> **TASK OBJECTIVE**:
Copy each line in the data below that contains the word "filename".

(TASK INPUT begins)

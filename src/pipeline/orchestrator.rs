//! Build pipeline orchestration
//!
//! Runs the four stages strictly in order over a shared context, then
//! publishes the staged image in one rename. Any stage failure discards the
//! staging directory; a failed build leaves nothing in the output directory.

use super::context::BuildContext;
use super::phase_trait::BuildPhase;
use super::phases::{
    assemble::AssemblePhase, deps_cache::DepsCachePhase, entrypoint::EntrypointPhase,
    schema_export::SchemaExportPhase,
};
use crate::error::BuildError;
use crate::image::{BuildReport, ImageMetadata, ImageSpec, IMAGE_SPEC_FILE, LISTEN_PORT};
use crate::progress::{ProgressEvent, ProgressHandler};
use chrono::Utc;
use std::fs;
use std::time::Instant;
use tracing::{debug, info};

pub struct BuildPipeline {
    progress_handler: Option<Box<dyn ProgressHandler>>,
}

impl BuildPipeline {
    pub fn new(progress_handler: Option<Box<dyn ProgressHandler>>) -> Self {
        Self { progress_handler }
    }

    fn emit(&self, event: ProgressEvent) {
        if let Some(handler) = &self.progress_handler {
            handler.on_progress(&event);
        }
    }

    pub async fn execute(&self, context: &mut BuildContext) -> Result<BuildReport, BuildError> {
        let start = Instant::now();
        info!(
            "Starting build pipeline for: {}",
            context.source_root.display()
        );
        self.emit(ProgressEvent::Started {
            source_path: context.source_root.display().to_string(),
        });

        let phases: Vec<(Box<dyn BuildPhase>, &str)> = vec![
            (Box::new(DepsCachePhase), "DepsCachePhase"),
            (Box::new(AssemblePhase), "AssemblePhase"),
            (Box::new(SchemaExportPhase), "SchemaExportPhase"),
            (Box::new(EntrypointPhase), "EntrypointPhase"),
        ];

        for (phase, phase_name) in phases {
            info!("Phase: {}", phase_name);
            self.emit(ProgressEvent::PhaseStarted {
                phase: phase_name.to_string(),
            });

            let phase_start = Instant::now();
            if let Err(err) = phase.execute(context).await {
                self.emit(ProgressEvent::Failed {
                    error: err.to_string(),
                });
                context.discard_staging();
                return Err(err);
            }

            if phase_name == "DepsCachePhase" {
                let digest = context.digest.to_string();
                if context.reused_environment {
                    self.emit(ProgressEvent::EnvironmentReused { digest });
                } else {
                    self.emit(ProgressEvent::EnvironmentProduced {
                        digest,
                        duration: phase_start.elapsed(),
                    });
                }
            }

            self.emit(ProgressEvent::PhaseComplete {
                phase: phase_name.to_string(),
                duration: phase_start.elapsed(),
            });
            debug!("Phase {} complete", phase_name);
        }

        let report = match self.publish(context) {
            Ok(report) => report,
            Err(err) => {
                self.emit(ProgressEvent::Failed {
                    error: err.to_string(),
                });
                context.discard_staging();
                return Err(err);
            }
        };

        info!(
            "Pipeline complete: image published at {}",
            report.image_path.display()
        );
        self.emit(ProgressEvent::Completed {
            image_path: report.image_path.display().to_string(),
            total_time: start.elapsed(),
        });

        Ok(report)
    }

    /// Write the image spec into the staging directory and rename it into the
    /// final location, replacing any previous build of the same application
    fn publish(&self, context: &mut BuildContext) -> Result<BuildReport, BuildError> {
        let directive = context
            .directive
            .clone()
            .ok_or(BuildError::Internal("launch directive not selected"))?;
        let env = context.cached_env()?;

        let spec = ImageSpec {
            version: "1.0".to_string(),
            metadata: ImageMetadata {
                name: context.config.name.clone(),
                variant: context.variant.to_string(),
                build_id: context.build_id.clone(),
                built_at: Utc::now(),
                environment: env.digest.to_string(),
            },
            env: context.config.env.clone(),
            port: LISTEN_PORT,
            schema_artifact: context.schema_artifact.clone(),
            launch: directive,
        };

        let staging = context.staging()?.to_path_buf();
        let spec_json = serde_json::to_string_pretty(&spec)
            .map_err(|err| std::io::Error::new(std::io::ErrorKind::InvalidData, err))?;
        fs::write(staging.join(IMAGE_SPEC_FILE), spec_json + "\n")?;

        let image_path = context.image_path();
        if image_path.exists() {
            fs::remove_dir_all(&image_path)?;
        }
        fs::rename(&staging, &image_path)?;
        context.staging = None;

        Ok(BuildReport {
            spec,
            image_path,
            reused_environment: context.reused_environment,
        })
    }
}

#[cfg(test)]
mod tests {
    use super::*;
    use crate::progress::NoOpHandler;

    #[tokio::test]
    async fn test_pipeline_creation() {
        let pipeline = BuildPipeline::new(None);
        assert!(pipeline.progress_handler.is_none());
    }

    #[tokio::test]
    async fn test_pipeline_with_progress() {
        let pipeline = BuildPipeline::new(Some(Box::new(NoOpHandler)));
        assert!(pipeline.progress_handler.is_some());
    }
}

(TASK INPUT ends)
(TASK INPUT begins)

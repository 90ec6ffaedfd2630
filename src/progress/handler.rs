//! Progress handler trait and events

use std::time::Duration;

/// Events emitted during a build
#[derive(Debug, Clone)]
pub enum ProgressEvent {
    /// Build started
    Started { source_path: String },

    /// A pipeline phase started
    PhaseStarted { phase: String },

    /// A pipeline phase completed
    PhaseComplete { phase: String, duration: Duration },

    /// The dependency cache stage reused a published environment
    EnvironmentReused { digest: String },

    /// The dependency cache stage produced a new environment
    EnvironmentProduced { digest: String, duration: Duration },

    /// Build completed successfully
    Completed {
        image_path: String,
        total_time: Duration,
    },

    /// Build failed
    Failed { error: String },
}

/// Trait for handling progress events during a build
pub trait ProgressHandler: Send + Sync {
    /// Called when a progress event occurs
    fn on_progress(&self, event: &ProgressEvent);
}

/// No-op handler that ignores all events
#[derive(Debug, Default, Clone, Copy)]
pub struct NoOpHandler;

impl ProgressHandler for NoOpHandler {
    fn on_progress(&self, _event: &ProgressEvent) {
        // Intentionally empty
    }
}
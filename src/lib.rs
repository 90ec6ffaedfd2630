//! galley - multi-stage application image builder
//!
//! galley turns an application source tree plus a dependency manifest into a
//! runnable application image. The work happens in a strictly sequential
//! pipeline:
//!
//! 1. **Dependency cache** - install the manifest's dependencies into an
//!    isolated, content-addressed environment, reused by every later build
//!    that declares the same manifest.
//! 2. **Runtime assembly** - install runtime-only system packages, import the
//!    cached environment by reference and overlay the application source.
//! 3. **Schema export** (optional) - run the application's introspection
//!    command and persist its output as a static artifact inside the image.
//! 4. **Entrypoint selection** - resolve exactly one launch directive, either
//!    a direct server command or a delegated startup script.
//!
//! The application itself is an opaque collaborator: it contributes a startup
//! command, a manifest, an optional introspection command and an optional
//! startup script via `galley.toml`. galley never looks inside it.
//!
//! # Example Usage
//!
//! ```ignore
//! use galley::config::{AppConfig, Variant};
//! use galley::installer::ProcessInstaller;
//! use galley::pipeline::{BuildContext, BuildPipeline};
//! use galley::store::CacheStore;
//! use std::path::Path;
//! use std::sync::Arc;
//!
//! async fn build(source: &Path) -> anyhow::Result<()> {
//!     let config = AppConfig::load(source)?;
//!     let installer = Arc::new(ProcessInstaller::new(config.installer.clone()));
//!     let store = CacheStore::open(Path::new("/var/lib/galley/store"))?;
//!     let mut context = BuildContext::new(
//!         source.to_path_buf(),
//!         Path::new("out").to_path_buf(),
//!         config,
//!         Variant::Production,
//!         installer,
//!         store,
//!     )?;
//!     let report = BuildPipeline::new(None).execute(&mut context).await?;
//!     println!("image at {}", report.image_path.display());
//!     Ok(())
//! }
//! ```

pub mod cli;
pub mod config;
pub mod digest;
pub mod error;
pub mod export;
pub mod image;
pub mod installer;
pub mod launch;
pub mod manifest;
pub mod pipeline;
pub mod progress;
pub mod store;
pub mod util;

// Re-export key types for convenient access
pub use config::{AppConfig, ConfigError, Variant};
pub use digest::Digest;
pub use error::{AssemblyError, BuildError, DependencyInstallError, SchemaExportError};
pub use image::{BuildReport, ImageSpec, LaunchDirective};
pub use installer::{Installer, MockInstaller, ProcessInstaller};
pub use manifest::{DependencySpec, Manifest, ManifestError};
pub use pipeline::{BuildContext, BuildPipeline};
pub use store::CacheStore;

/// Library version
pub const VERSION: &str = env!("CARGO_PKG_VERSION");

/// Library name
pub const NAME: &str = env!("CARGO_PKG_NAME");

(TASK INPUT ends)

> **EXERCISE RESPONSE**:
filename src/pipeline/orchestrator.rs
filename src/progress/handler.rs
filename src/lib.rs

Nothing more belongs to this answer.